FORECASTS

Global auto demand to decline in 2019 and 2020

Global auto demand will shrink by around 4% in 2019 and continue to decline in 2020 amid cyclical downturns in sales of light vehicles in the US, Europe and China, the world’s three biggest car markets, says Europe’s Scope Ratings GmbH. Management and investors will need to steel themselves for even leaner times ahead given volumes are the most important determinant of profitability for the world’s leading original equipment manufacturers.

“Our central question is this: where is the extra incremental demand going to come from for there to be a rebound in sales in 2020?” Werner Stäblein, analyst at Scope, says. “Auto makers benefitted from several years of robust growth in light-vehicle demand in the US, Europe and China until last year, but the conditions for that no longer exist – and are not likely to return.”

Growth in smaller markets in parts of Asia and South America and rising demand for electric vehicles won’t be enough to compensate for the decline in the US market from its 2016 peak, the saturation of the European market amid slowing economic growth, and further declines in China as vehicle-tax increases take a belated toll on previously over-heated demand.

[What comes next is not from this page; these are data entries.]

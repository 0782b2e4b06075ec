use biowire_frame::{PROTOCOL_NAME, PROTOCOL_VERSION};

use crate::cmd::VersionArgs;
use crate::exit::{CliResult, SUCCESS};

pub fn run(args: VersionArgs) -> CliResult<i32> {
    if !args.extended {
        println!("biowire {}", env!("CARGO_PKG_VERSION"));
        return Ok(SUCCESS);
    }

    println!("name: biowire");
    println!("version: {}", env!("CARGO_PKG_VERSION"));
    println!("protocol: {PROTOCOL_NAME} {PROTOCOL_VERSION}");
    println!("default_port: {}", biowire_transport::PROTOCOL_PORT);
    println!(
        "build_target: {}",
        option_env!("BIOWIRE_BUILD_TARGET").unwrap_or("unknown")
    );
    println!("target_os: {}", std::env::consts::OS);
    println!("target_arch: {}", std::env::consts::ARCH);
    println!("git_hash: {}", option_env!("GIT_HASH").unwrap_or("unknown"));

    Ok(SUCCESS)
}
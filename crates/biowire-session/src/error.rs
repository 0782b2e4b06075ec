use std::time::Duration;

use biowire_frame::KindCode;

/// Errors that can occur in session operations.
#[derive(Debug, thiserror::Error)]
pub enum SessionError {
    /// Transport-level error.
    #[error("transport error: {0}")]
    Transport(#[from] biowire_transport::TransportError),

    /// Frame-level error.
    #[error("frame error: {0}")]
    Frame(#[from] biowire_frame::FrameError),

    /// Handshake failed.
    #[error("handshake failed: {0}")]
    HandshakeFailed(String),

    /// The peer sent a frame of the wrong kind during the handshake.
    #[error("expected {expected} frame, got {got}")]
    UnexpectedKind { expected: KindCode, got: KindCode },

    /// Peer disconnected.
    #[error("peer disconnected: {0}")]
    Disconnected(String),

    /// The session is already bound to a transport.
    #[error("session already bound")]
    AlreadyBound,

    /// The session was stopped while an operation was in progress.
    #[error("session stopped")]
    Stopped,

    /// A worker thread could not be spawned.
    #[error("failed to spawn {name} thread: {source}")]
    Spawn {
        name: &'static str,
        source: std::io::Error,
    },

    /// Request timed out.
    #[error("timed out after {0:?}")]
    Timeout(Duration),
}

pub type Result<T> = std::result::Result<T, SessionError>;
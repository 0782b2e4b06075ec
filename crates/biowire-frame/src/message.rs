//! Typed payload schemas, one per wire kind.
//!
//! | Kind           | Payload                                               |
//! |----------------|-------------------------------------------------------|
//! | `ProtocolInfo` | JSON [`ProtocolInfo`]                                 |
//! | `ClientInfo`   | display name, raw UTF-8                               |
//! | `ServerInfo`   | display name, raw UTF-8                               |
//! | `Settings`     | JSON object of string keys to string values           |
//! | `Voice`        | raw audio bytes                                       |
//! | `Chat`         | UTF-8 text                                            |
//! | `Sensors`      | 4 x f64 LE: temperature, skin resistance, motion, pulse |

use std::collections::BTreeMap;

use bytes::{Buf, BufMut, Bytes, BytesMut};
use serde::{Deserialize, Serialize};

use crate::codec::{Frame, DEFAULT_MAX_PAYLOAD};
use crate::error::{FrameError, Result};
use crate::kind::KindCode;

/// Protocol name advertised in [`ProtocolInfo`].
pub const PROTOCOL_NAME: &str = "biowire";

/// Protocol version advertised in [`ProtocolInfo`].
pub const PROTOCOL_VERSION: &str = "1.0";

/// Encoded size of a [`SensorsData`] payload.
pub const SENSORS_PAYLOAD_SIZE: usize = 4 * std::mem::size_of::<f64>();

/// One sample of the four biofeedback sensors.
#[derive(Debug, Clone, Copy, Default, PartialEq, Serialize, Deserialize)]
pub struct SensorsData {
    pub temperature: f64,
    pub skin_resistance: f64,
    pub motion: f64,
    pub pulse: f64,
}

impl SensorsData {
    pub fn new(temperature: f64, skin_resistance: f64, motion: f64, pulse: f64) -> Self {
        Self {
            temperature,
            skin_resistance,
            motion,
            pulse,
        }
    }

    /// Encode as the 32-byte wire payload.
    pub fn to_bytes(&self) -> Bytes {
        let mut buf = BytesMut::with_capacity(SENSORS_PAYLOAD_SIZE);
        buf.put_f64_le(self.temperature);
        buf.put_f64_le(self.skin_resistance);
        buf.put_f64_le(self.motion);
        buf.put_f64_le(self.pulse);
        buf.freeze()
    }

    /// Decode a 32-byte wire payload.
    pub fn from_bytes(mut payload: &[u8]) -> Result<Self> {
        if payload.len() != SENSORS_PAYLOAD_SIZE {
            return Err(FrameError::invalid(
                KindCode::Sensors,
                format!(
                    "expected {SENSORS_PAYLOAD_SIZE} bytes, got {}",
                    payload.len()
                ),
            ));
        }
        Ok(Self {
            temperature: payload.get_f64_le(),
            skin_resistance: payload.get_f64_le(),
            motion: payload.get_f64_le(),
            pulse: payload.get_f64_le(),
        })
    }
}

/// Server capability descriptor sent first on every connection.
#[derive(Debug, Clone, PartialEq, Eq, Serialize, Deserialize)]
pub struct ProtocolInfo {
    /// Protocol name. `biowire` by default.
    pub protocol: String,
    /// Protocol version as `<major>.<minor>`.
    pub version: String,
    /// Largest payload the sender accepts.
    pub max_payload: u32,
    /// Wire kind codes the sender understands.
    pub kinds: Vec<u8>,
}

impl Default for ProtocolInfo {
    fn default() -> Self {
        Self {
            protocol: PROTOCOL_NAME.to_string(),
            version: PROTOCOL_VERSION.to_string(),
            max_payload: DEFAULT_MAX_PAYLOAD as u32,
            kinds: KindCode::WIRE.iter().map(|kind| kind.as_u8()).collect(),
        }
    }
}

/// Key/value settings exchanged between the peers.
#[derive(Debug, Clone, Default, PartialEq, Eq, Serialize, Deserialize)]
#[serde(transparent)]
pub struct Settings(pub BTreeMap<String, String>);

impl Settings {
    pub fn new() -> Self {
        Self::default()
    }

    /// Insert a setting, returning the previous value.
    pub fn insert(&mut self, key: impl Into<String>, value: impl Into<String>) -> Option<String> {
        self.0.insert(key.into(), value.into())
    }

    pub fn get(&self, key: &str) -> Option<&str> {
        self.0.get(key).map(String::as_str)
    }

    pub fn len(&self) -> usize {
        self.0.len()
    }

    pub fn is_empty(&self) -> bool {
        self.0.is_empty()
    }

    pub fn iter(&self) -> impl Iterator<Item = (&str, &str)> {
        self.0.iter().map(|(k, v)| (k.as_str(), v.as_str()))
    }
}

impl<K: Into<String>, V: Into<String>> FromIterator<(K, V)> for Settings {
    fn from_iter<I: IntoIterator<Item = (K, V)>>(iter: I) -> Self {
        Self(
            iter.into_iter()
                .map(|(k, v)| (k.into(), v.into()))
                .collect(),
        )
    }
}

/// A decoded frame payload.
#[derive(Debug, Clone, PartialEq)]
pub enum Message {
    ProtocolInfo(ProtocolInfo),
    ClientInfo(String),
    ServerInfo(String),
    Settings(Settings),
    Voice(Bytes),
    Chat(String),
    Sensors(SensorsData),
}

impl Message {
    /// The wire kind this message is framed with.
    pub fn kind(&self) -> KindCode {
        match self {
            Message::ProtocolInfo(_) => KindCode::ProtocolInfo,
            Message::ClientInfo(_) => KindCode::ClientInfo,
            Message::ServerInfo(_) => KindCode::ServerInfo,
            Message::Settings(_) => KindCode::Settings,
            Message::Voice(_) => KindCode::Voice,
            Message::Chat(_) => KindCode::Chat,
            Message::Sensors(_) => KindCode::Sensors,
        }
    }

    /// Encode into a frame.
    ///
    /// Empty names, empty chat text and empty voice windows are rejected.
    pub fn encode(&self) -> Result<Frame> {
        let kind = self.kind();
        let payload = match self {
            Message::ProtocolInfo(info) => Bytes::from(serde_json::to_vec(info)?),
            Message::Settings(settings) => Bytes::from(serde_json::to_vec(settings)?),
            Message::ClientInfo(text) | Message::ServerInfo(text) | Message::Chat(text) => {
                if text.is_empty() {
                    return Err(FrameError::invalid(kind, "empty text"));
                }
                Bytes::copy_from_slice(text.as_bytes())
            }
            Message::Voice(window) => {
                if window.is_empty() {
                    return Err(FrameError::invalid(kind, "empty voice window"));
                }
                window.clone()
            }
            Message::Sensors(data) => data.to_bytes(),
        };
        Ok(Frame::new(kind, payload))
    }

    /// Decode a frame's payload according to its kind.
    pub fn decode(frame: &Frame) -> Result<Self> {
        let payload = &frame.payload;
        let message = match frame.kind {
            KindCode::Unknown => return Err(FrameError::UnknownKind(KindCode::Unknown.as_u8())),
            KindCode::ProtocolInfo => Message::ProtocolInfo(serde_json::from_slice(payload)?),
            KindCode::Settings => Message::Settings(serde_json::from_slice(payload)?),
            KindCode::ClientInfo => Message::ClientInfo(decode_text(frame.kind, payload)?),
            KindCode::ServerInfo => Message::ServerInfo(decode_text(frame.kind, payload)?),
            KindCode::Chat => Message::Chat(decode_text(frame.kind, payload)?),
            KindCode::Voice => {
                if payload.is_empty() {
                    return Err(FrameError::invalid(frame.kind, "empty voice window"));
                }
                Message::Voice(payload.clone())
            }
            KindCode::Sensors => Message::Sensors(SensorsData::from_bytes(payload)?),
        };
        Ok(message)
    }
}

fn decode_text(kind: KindCode, payload: &[u8]) -> Result<String> {
    if payload.is_empty() {
        return Err(FrameError::invalid(kind, "empty text"));
    }
    std::str::from_utf8(payload)
        .map(str::to_owned)
        .map_err(|err| FrameError::invalid(kind, err.to_string()))
}

impl From<SensorsData> for Message {
    fn from(data: SensorsData) -> Self {
        Message::Sensors(data)
    }
}

impl From<Settings> for Message {
    fn from(settings: Settings) -> Self {
        Message::Settings(settings)
    }
}

impl From<ProtocolInfo> for Message {
    fn from(info: ProtocolInfo) -> Self {
        Message::ProtocolInfo(info)
    }
}

impl TryFrom<&Frame> for Message {
    type Error = FrameError;

    fn try_from(frame: &Frame) -> Result<Self> {
        Message::decode(frame)
    }
}
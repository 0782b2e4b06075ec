//! Byte-stream transport for biowire.
//!
//! The protocol layer only talks to the [`Transport`] trait: bounded-timeout
//! send/receive plus liveness queries and shutdown. [`TcpServerTransport`]
//! and [`TcpClientTransport`] implement it over `std::net` with a single-peer
//! model.
//!
//! This is the lowest layer of biowire. Everything else builds on top of it.

pub mod error;
pub mod tcp;
pub mod traits;

pub use error::{Result, TransportError};
pub use tcp::{PeerConnectedCallback, TcpClientTransport, TcpServerTransport, PROTOCOL_PORT};
pub use traits::Transport;
/// Read, reassemble, decode and dispatch frames until stopped or disconnected.
///
/// `leftover` seeds the assembler with bytes that arrived together with the
/// last handshake frame.
pub(crate) fn run_receive_loop(
    ctx: &LoopContext,
    stop: &AtomicBool,
    leftover: BytesMut,
) -> LoopExit {
    let mut assembler = FrameAssembler::with_buffered(ctx.config.frame.clone(), leftover);
    let mut chunk = vec![0u8; ctx.config.receive_chunk_size.max(1)];

    let exit = match deliver(ctx, &mut assembler) {
        Err(err) => fail(ctx, err),
        Ok(()) => loop {
            if stop.load(Ordering::SeqCst) {
                break LoopExit::Stopped;
            }
            if !ctx.peer_is_current() {
                break LoopExit::Disconnected;
            }

            match ctx
                .transport
                .receive_on(ctx.generation, &mut chunk, ctx.config.receive_timeout)
            {
                Ok(0) => continue,
                Ok(n) => {
                    assembler.feed(&chunk[..n]);
                    if let Err(err) = deliver(ctx, &mut assembler) {
                        break fail(ctx, err);
                    }
                }
                Err(_) if stop.load(Ordering::SeqCst) => break LoopExit::Stopped,
                Err(TransportError::NotConnected) => break LoopExit::Disconnected,
                Err(err) => {
                    debug!(error = %err, "receive failed");
                    break LoopExit::Disconnected;
                }
            }
        },
    };

    if exit != LoopExit::Stopped {
        ctx.lose_peer();
        ctx.events.disconnected();
    }
    exit
}

fn deliver(ctx: &LoopContext, assembler: &mut FrameAssembler) -> Result<()> {
    loop {
        let frames = assembler.try_extract()?;
        if frames.is_empty() {
            return Ok(());
        }
        for frame in frames {
            trace!(kind = ?frame.kind, size = frame.payload.len(), "frame received");
            let message = Message::decode(&frame)?;
            ctx.dispatcher.dispatch(&message);
        }
    }
}

fn fail(ctx: &LoopContext, err: SessionError) -> LoopExit {
    error!(error = %err, "malformed input from peer; closing connection");
    ctx.events.error(&err);
    ctx.transport.drop_peer_on(ctx.generation);
    LoopExit::Failed
}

An important factor in the US is that the vehicle-leasing market has levelled off after a period of such rapid growth, helped by low interest rates, that it accounted for more than 30% of the market in 2018, roughly double the level in 2004. “Even if auto loan rates remain low, it’s not clear that alone would stimulate demand amid a slowing economy,” Stäblein believes. Average light-vehicle ownership in the US has rebounded in recent years though it remains below pre-financial crisis peaks of more than 2.05 per household, possibly an anomaly rather than a new norm, in which case ownership is already back at earlier highs. The average age of the US light-vehicle car park suggests replacement demand could prove to be a floor of demand.

In Europe, recent scrappage schemes in several countries to encourage owners of older diesel vehicles to trade them in for gasoline cars have provided a short-term boost, as underlying demand for new cars cools, matching the experience of similar schemes in the aftermath of the global financial crisis.

 In China’s case, the government doubled its vehicle purchase tax to 10% between 2011 and 2015 when it cut it back to 5%, before raising it to 7.5% in 2017 and then to 10%, again, in early 2018. “In doing so, the Chinese authorities have set the market up for a roller-coaster ride,” Stäblein notes. The initial tax cuts stimulated demand in 2015 and 2016. Sales growth slowed but didn’t decline in 2017 and 2018 as Chinese consumers bought new cars to avoid the future tax increases. But without major new incentives to support demand in China since early 2018, sales have dropped steadily, with consecutive monthly declines since June last year. “Populous as it is and rapid as economic growth has been, China remains a middle-income country whose car market is more than 50% larger than the US,” he says.